Secondo lo studio, le aziende dei giovani produttori di vino italiani crescono in proporzione il doppio delle aziende “senior” con la metà del credito, usano la rete e i social media per promuovere le loro bottiglie dentro e fuori i confini nazionali e studiano marketing. Ma sono ancora pochi e scontano la scarsa visibilità sulle vetrine promozionali più rilevanti per il settore.

Questi nuovi produttori di vino sono necessari per favorire quell’auspicabile ricambio generazionale che nel nostro Paese stenta a decollare, sottolinea Agia-Cia, che segna il passo anche in Europa dove solo il 7,5% dei produttori ha meno di 35 anni. Quindi, nonostante oggi l’Italia vanti primati da record nel comparto (è il secondo Paese produttore e il primo Paese esportatore in volume al mondo) e conta circa 450.000 aziende, di cui 384.000 con vite e 63.000 vinificatrici, solo il 3-4% dei titolari d’impresa ha un’età inferiore ai 40 anni.

Eppure nell’immaginario collettivo, l’agricoltura non sembrerebbe più un settore “vecchio”, infatti cresce l’interesse dei giovani per il mondo agricolo e per “la cultura del mangiare e del bere”, come dimostra “l’esplosione” di iscrizioni alle Facoltà di Agraria e la preferenza per corsi che formano al “vino”, spiega Agia-Cia. Dall’inizio della crisi, infatti, c’è stato un picco di immatricolazioni ad Agraria (40%) a fronte di una flessione generalizzata delle iscrizioni all’Università (-12% in cinque anni) e oggi in Italia ci sono oltre 20 corsi di laurea, 449 corsi post-laurea e ben 5.000 corsi di specializzazione.
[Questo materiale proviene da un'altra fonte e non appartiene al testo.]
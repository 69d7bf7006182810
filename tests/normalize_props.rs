//! Property tests for the expression normalizer and extractor.

use proptest::prelude::*;

use concord::extract::extract;
use concord::normalize::{Normalizer, normalize};

fn variable() -> impl Strategy<Value = String> {
    prop::sample::select(vec!["x", "y", "z"]).prop_map(String::from)
}

fn operand() -> impl Strategy<Value = String> {
    prop_oneof![variable(), (0i64..20).prop_map(|n| n.to_string())]
}

/// Small sums and products of variables and integers.
fn expression() -> impl Strategy<Value = String> {
    operand().prop_recursive(3, 12, 2, |inner| {
        (inner.clone(), prop::sample::select(vec!["+", "*", "-"]), inner)
            .prop_map(|(l, op, r)| format!("({l} {op} {r})"))
    })
}

proptest! {
    #![proptest_config(ProptestConfig::with_cases(64))]

    #[test]
    fn normalize_never_panics(input in ".{0,40}") {
        let _ = normalize(&input);
    }

    #[test]
    fn normalize_is_idempotent_on_its_output(e in expression()) {
        let once = normalize(&e);
        prop_assert_eq!(normalize(&once), once);
    }

    #[test]
    fn addition_commutes(a in expression(), b in expression()) {
        let n = Normalizer::default();
        prop_assert_eq!(
            n.normalize(&format!("{a} + {b}")),
            n.normalize(&format!("{b} + {a}"))
        );
    }

    #[test]
    fn multiplication_commutes(a in operand(), b in operand()) {
        prop_assert_eq!(normalize(&format!("{a} * {b}")), normalize(&format!("{b} * {a}")));
    }

    #[test]
    fn extract_never_panics(input in ".{0,80}") {
        let _ = extract(&input);
    }
}
//! Rich diagnostic error types for concord.
//!
//! The engine itself never fails on malformed input: unparseable expressions
//! fall back to trimmed text, documents without a text column are skipped
//! with a diagnostic, and conflicts are recorded rather than raised. The
//! errors below come from the edges of the system: loading documents and
//! reading configuration.

use miette::Diagnostic;
use thiserror::Error;

/// Top-level error type for concord.
///
/// Each variant wraps a subsystem-specific error, preserving its diagnostic
/// code and help text through to the user.
#[derive(Debug, Error, Diagnostic)]
pub enum ConcordError {
    #[error(transparent)]
    #[diagnostic(transparent)]
    Document(#[from] DocumentError),

    #[error(transparent)]
    #[diagnostic(transparent)]
    Config(#[from] ConfigError),
}

// ---------------------------------------------------------------------------
// Document errors
// ---------------------------------------------------------------------------

#[derive(Debug, Error, Diagnostic)]
pub enum DocumentError {
    #[error("failed to read document: {path}")]
    #[diagnostic(
        code(concord::document::read),
        help("Check that the file exists and is readable, and that it is UTF-8 encoded.")
    )]
    Read {
        path: String,
        #[source]
        source: std::io::Error,
    },

    #[error("unterminated quoted field in \"{name}\" starting on line {line}")]
    #[diagnostic(
        code(concord::document::unterminated_quote),
        help(
            "A field opened with a double quote never closed. Quotes inside \
             a quoted field must be doubled (\"\")."
        )
    )]
    UnterminatedQuote { name: String, line: usize },

    #[error("document \"{name}\" has no header row")]
    #[diagnostic(
        code(concord::document::no_header),
        help("The first non-empty line of a CSV document must name its columns.")
    )]
    NoHeader { name: String },
}

// ---------------------------------------------------------------------------
// Configuration errors
// ---------------------------------------------------------------------------

#[derive(Debug, Error, Diagnostic)]
pub enum ConfigError {
    #[error("failed to read config: {path}")]
    #[diagnostic(
        code(concord::config::read),
        help("Ensure the config file exists and is valid TOML.")
    )]
    Read {
        path: String,
        #[source]
        source: std::io::Error,
    },

    #[error("failed to parse config: {path}")]
    #[diagnostic(
        code(concord::config::parse),
        help("Check the TOML syntax. {message}")
    )]
    Parse { path: String, message: String },

    #[error("failed to write config: {path}")]
    #[diagnostic(
        code(concord::config::write),
        help("Ensure you have write permissions to the config directory.")
    )]
    Write {
        path: String,
        #[source]
        source: std::io::Error,
    },

    #[error("invalid configuration: {message}")]
    #[diagnostic(
        code(concord::config::invalid),
        help("Check the ConcordConfig fields. {message}")
    )]
    Invalid { message: String },
}

/// Convenience alias for functions returning concord results.
pub type ConcordResult<T> = std::result::Result<T, ConcordError>;

#[cfg(test)]
mod tests {
    use super::*;

    #[test]
    fn document_error_converts_to_concord_error() {
        let err = DocumentError::NoHeader {
            name: "facts.csv".into(),
        };
        let top: ConcordError = err.into();
        assert!(matches!(
            top,
            ConcordError::Document(DocumentError::NoHeader { .. })
        ));
    }

    #[test]
    fn config_error_converts_to_concord_error() {
        let err = ConfigError::Invalid {
            message: "text_columns must not be empty".into(),
        };
        let top: ConcordError = err.into();
        assert!(matches!(top, ConcordError::Config(ConfigError::Invalid { .. })));
    }

    #[test]
    fn error_display_messages_are_descriptive() {
        let err = DocumentError::UnterminatedQuote {
            name: "doc.csv".into(),
            line: 4,
        };
        let msg = format!("{err}");
        assert!(msg.contains("doc.csv"));
        assert!(msg.contains('4'));
    }
}
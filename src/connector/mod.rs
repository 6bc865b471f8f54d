pub mod endpoint;
pub mod execute;
pub mod http;
pub mod params;
pub mod raw;
pub mod schema;

use std::fmt;

use serde::{Deserialize, Serialize};

use crate::error::{Error, Result};

/// A selectable YouTrack entity.
#[derive(Debug, Clone, Copy, PartialEq, Eq, Serialize, Deserialize)]
#[serde(rename_all = "camelCase")]
pub enum Resource {
    Agile,
    Sprint,
    Issue,
    TimeTracking,
}

#[derive(Debug, Clone, Copy, PartialEq, Eq, Serialize, Deserialize)]
#[serde(rename_all = "camelCase")]
pub enum Operation {
    GetAll,
    GetById,
}

impl fmt::Display for Resource {
    fn fmt(&self, f: &mut fmt::Formatter<'_>) -> fmt::Result {
        let name = match self {
            Resource::Agile => "agile",
            Resource::Sprint => "sprint",
            Resource::Issue => "issue",
            Resource::TimeTracking => "timeTracking",
        };
        f.write_str(name)
    }
}

impl fmt::Display for Operation {
    fn fmt(&self, f: &mut fmt::Formatter<'_>) -> fmt::Result {
        let name = match self {
            Operation::GetAll => "getAll",
            Operation::GetById => "getById",
        };
        f.write_str(name)
    }
}

/// A validated resource/operation pair. The endpoint table is exhaustive
/// over these, so the only place an unsupported combination can surface is
/// here, where the host's free strings are parsed.
#[derive(Debug, Clone, Copy, PartialEq, Eq)]
pub struct ResourceSelection {
    pub resource: Resource,
    pub operation: Operation,
}

impl ResourceSelection {
    pub fn parse(resource: &str, operation: &str) -> Result<Self> {
        let parsed_resource = match resource {
            "agile" => Some(Resource::Agile),
            "sprint" => Some(Resource::Sprint),
            "issue" => Some(Resource::Issue),
            "timeTracking" => Some(Resource::TimeTracking),
            _ => None,
        };
        let parsed_operation = match operation {
            "getAll" => Some(Operation::GetAll),
            "getById" => Some(Operation::GetById),
            _ => None,
        };
        match (parsed_resource, parsed_operation) {
            (Some(resource), Some(operation)) => Ok(Self {
                resource,
                operation,
            }),
            _ => Err(Error::UnsupportedCombination {
                resource: resource.to_string(),
                operation: operation.to_string(),
            }),
        }
    }
}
L’identikit dei giovani produttori di vino? Hanno tra i 25 e i 36 anni e posseggono un’istruzione medio-alta (75% diplomati e 15% laureati); parlano inglese e oltre il 90% ha un’ottima conoscenza del web, in otto casi su dieci si connettono quotidianamente a Internet, mentre in 5 casi su dieci usano la rete per promuovere i propri prodotti, in questo modo raggiungono più facilmente i consumatori, ampliando la propria clientela. Ma non solo: soprattutto con i social media, che consentono un rapporto estremamente diretto con il pubblico, possono condurre indagini di mercato per comprendere e anticipare i gusti e le esigenze dei compratori, orientando la propria offerta. Il 60% ha rilevato l’impresa di famiglia e più della metà svolge attività multifunzionali (es. degustazioni in azienda). Per il futuro, il 52% dei giovani produttori spera di espandere la sua attività e il 78% vuole ampliare i suoi canali commerciali (vendita diretta, e-commerce, etc.).